## Requirement
Your response should be every line from the entries that includes the string "header".

## Excerpted data
○ ○ ○ ○
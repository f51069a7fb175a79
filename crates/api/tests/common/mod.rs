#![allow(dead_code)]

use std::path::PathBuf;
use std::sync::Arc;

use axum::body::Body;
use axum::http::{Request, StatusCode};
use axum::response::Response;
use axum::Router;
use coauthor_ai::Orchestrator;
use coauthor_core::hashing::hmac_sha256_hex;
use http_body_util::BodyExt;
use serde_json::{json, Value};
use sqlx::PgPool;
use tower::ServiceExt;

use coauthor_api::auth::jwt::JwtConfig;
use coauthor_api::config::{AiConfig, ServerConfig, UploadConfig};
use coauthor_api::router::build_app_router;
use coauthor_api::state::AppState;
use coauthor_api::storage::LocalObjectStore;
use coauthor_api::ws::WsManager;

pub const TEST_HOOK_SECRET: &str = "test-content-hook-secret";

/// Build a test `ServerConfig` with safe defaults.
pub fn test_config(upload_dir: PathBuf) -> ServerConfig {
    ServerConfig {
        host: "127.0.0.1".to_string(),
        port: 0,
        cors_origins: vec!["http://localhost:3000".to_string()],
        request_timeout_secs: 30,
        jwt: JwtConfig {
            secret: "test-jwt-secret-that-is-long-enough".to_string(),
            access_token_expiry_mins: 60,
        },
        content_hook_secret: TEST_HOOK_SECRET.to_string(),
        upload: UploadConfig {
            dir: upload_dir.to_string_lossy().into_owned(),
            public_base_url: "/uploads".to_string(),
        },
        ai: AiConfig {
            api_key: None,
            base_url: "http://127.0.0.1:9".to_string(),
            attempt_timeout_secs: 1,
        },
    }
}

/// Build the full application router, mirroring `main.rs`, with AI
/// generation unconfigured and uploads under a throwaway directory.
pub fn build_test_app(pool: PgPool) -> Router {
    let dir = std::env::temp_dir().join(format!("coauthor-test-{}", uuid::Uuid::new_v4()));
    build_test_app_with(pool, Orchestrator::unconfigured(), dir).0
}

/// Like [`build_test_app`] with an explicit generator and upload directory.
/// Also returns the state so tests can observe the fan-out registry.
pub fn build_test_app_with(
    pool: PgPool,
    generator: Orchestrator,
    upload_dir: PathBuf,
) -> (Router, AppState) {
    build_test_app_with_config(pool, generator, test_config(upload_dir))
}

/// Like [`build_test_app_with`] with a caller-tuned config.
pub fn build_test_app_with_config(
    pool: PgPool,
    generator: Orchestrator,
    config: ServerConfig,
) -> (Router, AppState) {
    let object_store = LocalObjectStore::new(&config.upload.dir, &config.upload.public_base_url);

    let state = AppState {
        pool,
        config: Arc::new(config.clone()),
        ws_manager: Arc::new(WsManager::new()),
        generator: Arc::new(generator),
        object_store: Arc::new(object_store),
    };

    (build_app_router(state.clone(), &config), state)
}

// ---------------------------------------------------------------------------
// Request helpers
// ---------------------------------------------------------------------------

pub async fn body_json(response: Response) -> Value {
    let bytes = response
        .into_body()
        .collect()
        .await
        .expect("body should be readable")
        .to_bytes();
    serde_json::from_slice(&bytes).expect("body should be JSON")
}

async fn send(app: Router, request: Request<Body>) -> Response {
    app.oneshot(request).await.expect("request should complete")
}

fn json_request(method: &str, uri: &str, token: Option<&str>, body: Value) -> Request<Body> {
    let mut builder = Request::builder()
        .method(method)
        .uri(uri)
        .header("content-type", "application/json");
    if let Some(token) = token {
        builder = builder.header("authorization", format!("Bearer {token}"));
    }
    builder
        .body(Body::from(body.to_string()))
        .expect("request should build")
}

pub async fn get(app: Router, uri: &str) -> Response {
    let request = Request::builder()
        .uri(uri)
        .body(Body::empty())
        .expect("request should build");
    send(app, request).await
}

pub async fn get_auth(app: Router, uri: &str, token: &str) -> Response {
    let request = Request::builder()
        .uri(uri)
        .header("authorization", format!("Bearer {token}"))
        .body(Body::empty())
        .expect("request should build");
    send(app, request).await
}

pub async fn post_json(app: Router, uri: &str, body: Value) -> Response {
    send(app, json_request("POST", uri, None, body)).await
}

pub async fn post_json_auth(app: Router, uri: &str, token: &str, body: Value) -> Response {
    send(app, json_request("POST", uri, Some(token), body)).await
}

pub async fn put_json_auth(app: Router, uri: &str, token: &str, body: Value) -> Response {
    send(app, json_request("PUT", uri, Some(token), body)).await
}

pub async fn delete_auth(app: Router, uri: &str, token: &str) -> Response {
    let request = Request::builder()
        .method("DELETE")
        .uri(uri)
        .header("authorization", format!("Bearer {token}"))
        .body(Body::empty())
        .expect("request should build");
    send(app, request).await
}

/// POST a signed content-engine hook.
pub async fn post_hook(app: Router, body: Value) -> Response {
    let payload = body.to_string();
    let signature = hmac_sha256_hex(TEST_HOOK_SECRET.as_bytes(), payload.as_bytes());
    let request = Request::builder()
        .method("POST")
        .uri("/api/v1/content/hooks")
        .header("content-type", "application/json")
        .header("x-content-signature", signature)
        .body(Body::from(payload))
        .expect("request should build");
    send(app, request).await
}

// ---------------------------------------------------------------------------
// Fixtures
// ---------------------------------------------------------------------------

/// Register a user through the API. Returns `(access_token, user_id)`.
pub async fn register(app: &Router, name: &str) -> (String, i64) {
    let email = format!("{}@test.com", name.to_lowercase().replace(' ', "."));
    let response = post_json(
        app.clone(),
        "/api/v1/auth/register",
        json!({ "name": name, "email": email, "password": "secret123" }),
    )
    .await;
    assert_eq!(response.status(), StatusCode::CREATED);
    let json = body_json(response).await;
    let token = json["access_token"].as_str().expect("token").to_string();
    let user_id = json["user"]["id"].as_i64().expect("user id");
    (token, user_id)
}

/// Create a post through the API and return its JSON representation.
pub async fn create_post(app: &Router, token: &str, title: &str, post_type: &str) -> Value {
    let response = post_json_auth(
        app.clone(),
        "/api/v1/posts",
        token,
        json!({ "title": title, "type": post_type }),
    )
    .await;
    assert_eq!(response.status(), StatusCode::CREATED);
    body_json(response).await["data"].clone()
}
○ ○ ○ ○
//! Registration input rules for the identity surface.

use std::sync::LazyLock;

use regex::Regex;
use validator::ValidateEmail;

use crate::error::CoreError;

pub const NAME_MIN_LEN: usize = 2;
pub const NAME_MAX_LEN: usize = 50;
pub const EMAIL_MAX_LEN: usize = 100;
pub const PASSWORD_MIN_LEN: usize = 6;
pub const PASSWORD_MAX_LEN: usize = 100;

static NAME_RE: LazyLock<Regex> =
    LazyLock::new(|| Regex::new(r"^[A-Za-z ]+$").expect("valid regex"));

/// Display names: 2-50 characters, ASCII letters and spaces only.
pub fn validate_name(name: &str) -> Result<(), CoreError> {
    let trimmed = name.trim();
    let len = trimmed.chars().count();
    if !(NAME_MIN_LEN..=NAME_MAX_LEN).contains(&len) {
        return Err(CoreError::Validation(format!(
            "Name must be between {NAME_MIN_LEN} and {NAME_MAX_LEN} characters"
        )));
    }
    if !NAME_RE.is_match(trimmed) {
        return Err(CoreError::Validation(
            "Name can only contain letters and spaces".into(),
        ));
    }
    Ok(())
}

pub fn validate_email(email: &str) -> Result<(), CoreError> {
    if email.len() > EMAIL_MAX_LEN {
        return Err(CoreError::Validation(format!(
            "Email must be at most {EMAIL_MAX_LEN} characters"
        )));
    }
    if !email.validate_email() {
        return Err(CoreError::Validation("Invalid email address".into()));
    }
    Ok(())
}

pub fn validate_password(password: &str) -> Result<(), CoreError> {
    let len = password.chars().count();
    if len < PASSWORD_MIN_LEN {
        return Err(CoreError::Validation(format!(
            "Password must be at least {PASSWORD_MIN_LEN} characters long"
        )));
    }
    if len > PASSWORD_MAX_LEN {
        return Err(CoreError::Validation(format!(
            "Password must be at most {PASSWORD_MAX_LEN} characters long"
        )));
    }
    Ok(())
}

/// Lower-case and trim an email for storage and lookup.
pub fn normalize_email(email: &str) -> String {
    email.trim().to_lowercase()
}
○ ○ ○ ○
## Output for this task
        .header("content-type", "application/json");
        builder = builder.header("authorization", format!("Bearer {token}"));
        .header("authorization", format!("Bearer {token}"))
        .header("authorization", format!("Bearer {token}"))
        .header("content-type", "application/json")
        .header("x-content-signature", signature)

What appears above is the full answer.